◆ WHAT TO DO ◆
Only the lines from the start of the entries up to and including the line with "let (value,): (i64,)" should be written out, exactly as they stand.

Collected data entries
╭──

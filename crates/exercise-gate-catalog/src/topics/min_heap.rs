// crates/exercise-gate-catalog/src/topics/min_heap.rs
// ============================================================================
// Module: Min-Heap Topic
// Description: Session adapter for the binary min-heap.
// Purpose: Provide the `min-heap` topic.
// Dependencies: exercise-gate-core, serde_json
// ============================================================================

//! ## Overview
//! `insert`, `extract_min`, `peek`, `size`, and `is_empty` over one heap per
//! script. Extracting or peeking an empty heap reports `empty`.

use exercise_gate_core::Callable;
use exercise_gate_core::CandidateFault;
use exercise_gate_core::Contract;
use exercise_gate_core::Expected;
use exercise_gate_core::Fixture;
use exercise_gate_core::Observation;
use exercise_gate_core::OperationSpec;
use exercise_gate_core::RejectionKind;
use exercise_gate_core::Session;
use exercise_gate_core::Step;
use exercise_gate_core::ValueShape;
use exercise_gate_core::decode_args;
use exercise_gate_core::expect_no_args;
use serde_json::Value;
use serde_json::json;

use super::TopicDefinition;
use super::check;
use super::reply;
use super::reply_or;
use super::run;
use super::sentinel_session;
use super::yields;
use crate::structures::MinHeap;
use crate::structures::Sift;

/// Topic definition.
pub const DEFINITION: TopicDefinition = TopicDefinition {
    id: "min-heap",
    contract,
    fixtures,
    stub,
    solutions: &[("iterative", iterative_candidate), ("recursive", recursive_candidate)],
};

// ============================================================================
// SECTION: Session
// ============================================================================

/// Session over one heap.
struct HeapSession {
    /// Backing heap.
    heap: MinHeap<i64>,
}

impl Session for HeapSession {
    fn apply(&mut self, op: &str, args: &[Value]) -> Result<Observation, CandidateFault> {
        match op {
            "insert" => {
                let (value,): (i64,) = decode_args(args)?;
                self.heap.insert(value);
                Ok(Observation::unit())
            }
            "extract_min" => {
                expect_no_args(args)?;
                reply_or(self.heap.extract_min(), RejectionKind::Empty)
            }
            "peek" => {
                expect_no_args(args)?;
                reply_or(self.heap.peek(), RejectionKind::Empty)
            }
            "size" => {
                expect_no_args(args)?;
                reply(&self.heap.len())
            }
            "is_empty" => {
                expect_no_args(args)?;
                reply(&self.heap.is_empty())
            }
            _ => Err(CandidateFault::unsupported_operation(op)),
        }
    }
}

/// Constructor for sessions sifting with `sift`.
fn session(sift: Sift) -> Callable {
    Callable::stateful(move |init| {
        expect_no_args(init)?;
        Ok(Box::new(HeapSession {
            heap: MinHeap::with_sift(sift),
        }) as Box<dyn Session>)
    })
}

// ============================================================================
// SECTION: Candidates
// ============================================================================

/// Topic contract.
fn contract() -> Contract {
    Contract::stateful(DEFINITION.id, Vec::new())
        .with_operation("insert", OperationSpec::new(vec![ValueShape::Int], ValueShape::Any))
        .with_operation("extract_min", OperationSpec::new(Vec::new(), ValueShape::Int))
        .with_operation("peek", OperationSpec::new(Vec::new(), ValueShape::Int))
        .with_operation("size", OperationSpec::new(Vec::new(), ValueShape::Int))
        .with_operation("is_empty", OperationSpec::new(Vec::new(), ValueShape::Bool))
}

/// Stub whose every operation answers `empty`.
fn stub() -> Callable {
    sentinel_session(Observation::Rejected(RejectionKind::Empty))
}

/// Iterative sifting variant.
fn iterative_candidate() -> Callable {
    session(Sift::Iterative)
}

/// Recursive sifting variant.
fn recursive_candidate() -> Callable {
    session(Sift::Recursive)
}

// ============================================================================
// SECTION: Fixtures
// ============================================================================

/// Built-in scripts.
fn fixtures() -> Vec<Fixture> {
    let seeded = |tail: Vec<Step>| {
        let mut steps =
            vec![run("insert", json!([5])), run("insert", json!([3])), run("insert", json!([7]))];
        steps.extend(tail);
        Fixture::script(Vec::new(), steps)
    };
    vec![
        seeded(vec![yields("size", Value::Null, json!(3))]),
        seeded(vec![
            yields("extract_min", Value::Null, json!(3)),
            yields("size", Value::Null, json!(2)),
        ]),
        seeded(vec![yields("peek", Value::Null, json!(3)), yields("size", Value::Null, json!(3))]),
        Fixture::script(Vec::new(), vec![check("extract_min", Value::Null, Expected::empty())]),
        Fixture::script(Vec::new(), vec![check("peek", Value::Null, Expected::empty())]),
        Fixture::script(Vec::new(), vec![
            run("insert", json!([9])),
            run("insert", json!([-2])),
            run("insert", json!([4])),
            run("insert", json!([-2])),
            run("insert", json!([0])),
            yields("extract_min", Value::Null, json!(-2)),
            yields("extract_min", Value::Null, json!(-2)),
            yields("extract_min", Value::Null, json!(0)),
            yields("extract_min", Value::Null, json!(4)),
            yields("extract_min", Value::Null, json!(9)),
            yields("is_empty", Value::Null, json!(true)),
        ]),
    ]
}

╰──

◆ ANSWER TO THIS EXERCISE ◆
filename crates/exercise-gate-catalog/src/topics/min_heap.rs
// crates/exercise-gate-catalog/src/topics/min_heap.rs
// ============================================================================
// Module: Min-Heap Topic
// Description: Session adapter for the binary min-heap.
// Purpose: Provide the `min-heap` topic.
// Dependencies: exercise-gate-core, serde_json
// ============================================================================

//! ## Overview
//! `insert`, `extract_min`, `peek`, `size`, and `is_empty` over one heap per
//! script. Extracting or peeking an empty heap reports `empty`.

use exercise_gate_core::Callable;
use exercise_gate_core::CandidateFault;
use exercise_gate_core::Contract;
use exercise_gate_core::Expected;
use exercise_gate_core::Fixture;
use exercise_gate_core::Observation;
use exercise_gate_core::OperationSpec;
use exercise_gate_core::RejectionKind;
use exercise_gate_core::Session;
use exercise_gate_core::Step;
use exercise_gate_core::ValueShape;
use exercise_gate_core::decode_args;
use exercise_gate_core::expect_no_args;
use serde_json::Value;
use serde_json::json;

use super::TopicDefinition;
use super::check;
use super::reply;
use super::reply_or;
use super::run;
use super::sentinel_session;
use super::yields;
use crate::structures::MinHeap;
use crate::structures::Sift;

/// Topic definition.
pub const DEFINITION: TopicDefinition = TopicDefinition {
    id: "min-heap",
    contract,
    fixtures,
    stub,
    solutions: &[("iterative", iterative_candidate), ("recursive", recursive_candidate)],
};

// ============================================================================
// SECTION: Session
// ============================================================================

/// Session over one heap.
struct HeapSession {
    /// Backing heap.
    heap: MinHeap<i64>,
}

impl Session for HeapSession {
    fn apply(&mut self, op: &str, args: &[Value]) -> Result<Observation, CandidateFault> {
        match op {
            "insert" => {
                let (value,): (i64,) = decode_args(args)?;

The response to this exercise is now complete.